▶ WORK ITEM
Below are the records. Gather each line that holds "collect".

▶ DATA PROVIDED
◇ ◇ ◇ ◇ ◇
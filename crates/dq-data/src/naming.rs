//! Identifier sanitization
//!
//! Table and column names produced here are the only names the store will
//! interpolate into SQL text. [`Identifier`] can be obtained from the
//! sanitizers below or by validating a string that already satisfies the
//! same rules.

use std::fmt;

use ahash::{AHashMap, AHashSet};
use serde::Serialize;
use thiserror::Error;

/// Maximum length of a generated table name
const MAX_TABLE_NAME_LEN: usize = 50;

/// Prefix SQLite keeps for internal tables
const RESERVED_PREFIX: &str = "sqlite_";

/// A lowercase SQL-safe name: starts with `[a-z]`, then only `[a-z0-9_]`
#[derive(Debug, Clone, PartialEq, Eq, Hash, PartialOrd, Ord, Serialize)]
#[serde(transparent)]
pub struct Identifier(String);

#[derive(Error, Debug, Clone, PartialEq, Eq)]
#[error("'{0}' is not a valid identifier")]
pub struct InvalidIdentifier(pub String);

impl Identifier {
    pub fn as_str(&self) -> &str {
        &self.0
    }

    fn is_valid(value: &str) -> bool {
        let mut chars = value.chars();
        match chars.next() {
            Some(first) if first.is_ascii_lowercase() => {}
            _ => return false,
        }
        chars.all(|c| c.is_ascii_lowercase() || c.is_ascii_digit() || c == '_')
    }
}

impl TryFrom<&str> for Identifier {
    type Error = InvalidIdentifier;

    fn try_from(value: &str) -> Result<Self, Self::Error> {
        if Self::is_valid(value) {
            Ok(Self(value.to_string()))
        } else {
            Err(InvalidIdentifier(value.to_string()))
        }
    }
}

impl TryFrom<String> for Identifier {
    type Error = InvalidIdentifier;

    fn try_from(value: String) -> Result<Self, Self::Error> {
        Self::try_from(value.as_str())
    }
}

impl fmt::Display for Identifier {
    fn fmt(&self, f: &mut fmt::Formatter<'_>) -> fmt::Result {
        f.write_str(&self.0)
    }
}

impl AsRef<str> for Identifier {
    fn as_ref(&self) -> &str {
        &self.0
    }
}

/// Replace anything outside `[A-Za-z0-9_]` with `_`, collapse runs of `_`
/// and trim them from both ends.
fn sanitize(raw: &str) -> String {
    let mut out = String::with_capacity(raw.len());
    for c in raw.chars() {
        let c = if c.is_ascii_alphanumeric() || c == '_' { c } else { '_' };
        if c == '_' && out.ends_with('_') {
            continue;
        }
        out.push(c);
    }
    out.trim_matches('_').to_string()
}

fn starts_with_letter(value: &str) -> bool {
    value.chars().next().is_some_and(|c| c.is_ascii_alphabetic())
}

/// Derive a table name from an uploaded file name
pub fn table_name(source_name: &str) -> Identifier {
    let stem = match source_name.rsplit_once('.') {
        Some((stem, _ext)) => stem,
        None => source_name,
    };

    let mut name = sanitize(stem);
    // SQLite refuses to create tables under its own prefix
    if !starts_with_letter(&name) || name.to_ascii_lowercase().starts_with(RESERVED_PREFIX) {
        name = format!("table_{}", name);
    }
    name.truncate(MAX_TABLE_NAME_LEN);

    // Truncation or an empty stem can leave a dangling separator
    let name = name.trim_end_matches('_').to_lowercase();
    Identifier(name)
}

/// Sanitize a single column header
pub fn column_name(raw: &str) -> Identifier {
    let name = sanitize(raw);
    let name = if starts_with_letter(&name) {
        name
    } else {
        format!("col_{}", name)
    };
    Identifier(name.to_lowercase())
}

/// Sanitize a header row, suffixing repeats with `_1`, `_2`, ... in first-seen
/// order. Suffixes never reuse a name another column already has.
pub fn unique_column_names<S: AsRef<str>>(raw: &[S]) -> Vec<Identifier> {
    let base: Vec<String> = raw.iter().map(|r| column_name(r.as_ref()).0).collect();

    let mut taken: AHashSet<String> = base.iter().cloned().collect();
    let mut seen: AHashMap<String, usize> = AHashMap::new();
    let mut names = Vec::with_capacity(base.len());

    for name in base {
        match seen.get_mut(&name) {
            Some(counter) => {
                let candidate = loop {
                    *counter += 1;
                    let candidate = format!("{}_{}", name, counter);
                    if !taken.contains(&candidate) {
                        break candidate;
                    }
                };
                taken.insert(candidate.clone());
                names.push(Identifier(candidate));
            }
            None => {
                seen.insert(name.clone(), 0);
                names.push(Identifier(name));
            }
        }
    }

    names
}

#[cfg(test)]
mod tests {
    use super::*;

    fn names(ids: &[Identifier]) -> Vec<&str> {
        ids.iter().map(|id| id.as_str()).collect()
    }

    #[test]
    fn test_table_name_from_file() {
        assert_eq!(table_name("People Data.csv").as_str(), "people_data");
        assert_eq!(table_name("sales-2024 (final).xlsx").as_str(), "sales_2024_final");
        assert_eq!(table_name("archive.tar.csv").as_str(), "archive_tar");
        assert_eq!(table_name("2024_report.csv").as_str(), "table_2024_report");
        assert_eq!(table_name("__Mixed__Case__.xls").as_str(), "mixed_case");
        assert_eq!(table_name("noext").as_str(), "noext");
    }

    #[test]
    fn test_table_name_degenerate_inputs() {
        assert_eq!(table_name("!!!.csv").as_str(), "table");
        assert_eq!(table_name(".csv").as_str(), "table");
        assert_eq!(table_name("é.csv").as_str(), "table");
    }

    #[test]
    fn test_table_name_avoids_reserved_prefix() {
        assert_eq!(table_name("sqlite_export.csv").as_str(), "table_sqlite_export");
        assert_eq!(table_name("SQLite Stats.csv").as_str(), "table_sqlite_stats");
        assert_eq!(table_name("sqlitedb.csv").as_str(), "sqlitedb");
    }

    #[test]
    fn test_table_name_truncates() {
        let long = format!("{}.csv", "a".repeat(80));
        assert_eq!(table_name(&long).as_str().len(), 50);

        // Cutting right after a separator must not leave it dangling
        let edge = format!("{}_bbbb.csv", "a".repeat(49));
        assert_eq!(table_name(&edge).as_str(), "a".repeat(49));
    }

    #[test]
    fn test_table_name_idempotent() {
        let repeated = "z_".repeat(40);
        for raw in ["People Data.csv", "2024 report.xlsx", "x", "A--B", repeated.as_str()] {
            let once = table_name(raw);
            let twice = table_name(once.as_str());
            assert_eq!(once, twice, "not idempotent for {:?}", raw);
        }
    }

    #[test]
    fn test_column_name_rules() {
        assert_eq!(column_name("Customer ID").as_str(), "customer_id");
        assert_eq!(column_name("Unit Price ($)").as_str(), "unit_price");
        assert_eq!(column_name("2023").as_str(), "col_2023");
        assert_eq!(column_name("%").as_str(), "col_");
        assert_eq!(column_name("").as_str(), "col_");
    }

    #[test]
    fn test_column_name_idempotent() {
        for raw in ["Customer ID", "2023", "a__b", "Total (USD)", "x1"] {
            let once = column_name(raw);
            assert_eq!(column_name(once.as_str()), once);
        }
    }

    #[test]
    fn test_duplicate_columns_suffixed_in_order() {
        let ids = unique_column_names(&["Name", "name", "NAME ", "id"]);
        assert_eq!(names(&ids), vec!["name", "name_1", "name_2", "id"]);
    }

    #[test]
    fn test_duplicate_suffix_skips_existing_names() {
        let ids = unique_column_names(&["a", "a", "a_1"]);
        assert_eq!(names(&ids), vec!["a", "a_2", "a_1"]);

        let distinct: AHashSet<_> = ids.iter().collect();
        assert_eq!(distinct.len(), ids.len());
    }

    #[test]
    fn test_identifier_validation() {
        assert!(Identifier::try_from("people_data").is_ok());
        assert!(Identifier::try_from("col_").is_ok());
        assert!(Identifier::try_from("People").is_err());
        assert!(Identifier::try_from("1abc").is_err());
        assert!(Identifier::try_from("a; DROP TABLE x").is_err());
        assert!(Identifier::try_from("").is_err());
    }
}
◇ ◇ ◇ ◇ ◇
▶ RESULT OF THIS TASK
    let base: Vec<String> = raw.iter().map(|r| column_name(r.as_ref()).0).collect();
    let mut taken: AHashSet<String> = base.iter().cloned().collect();
        ids.iter().map(|id| id.as_str()).collect()
        let distinct: AHashSet<_> = ids.iter().collect();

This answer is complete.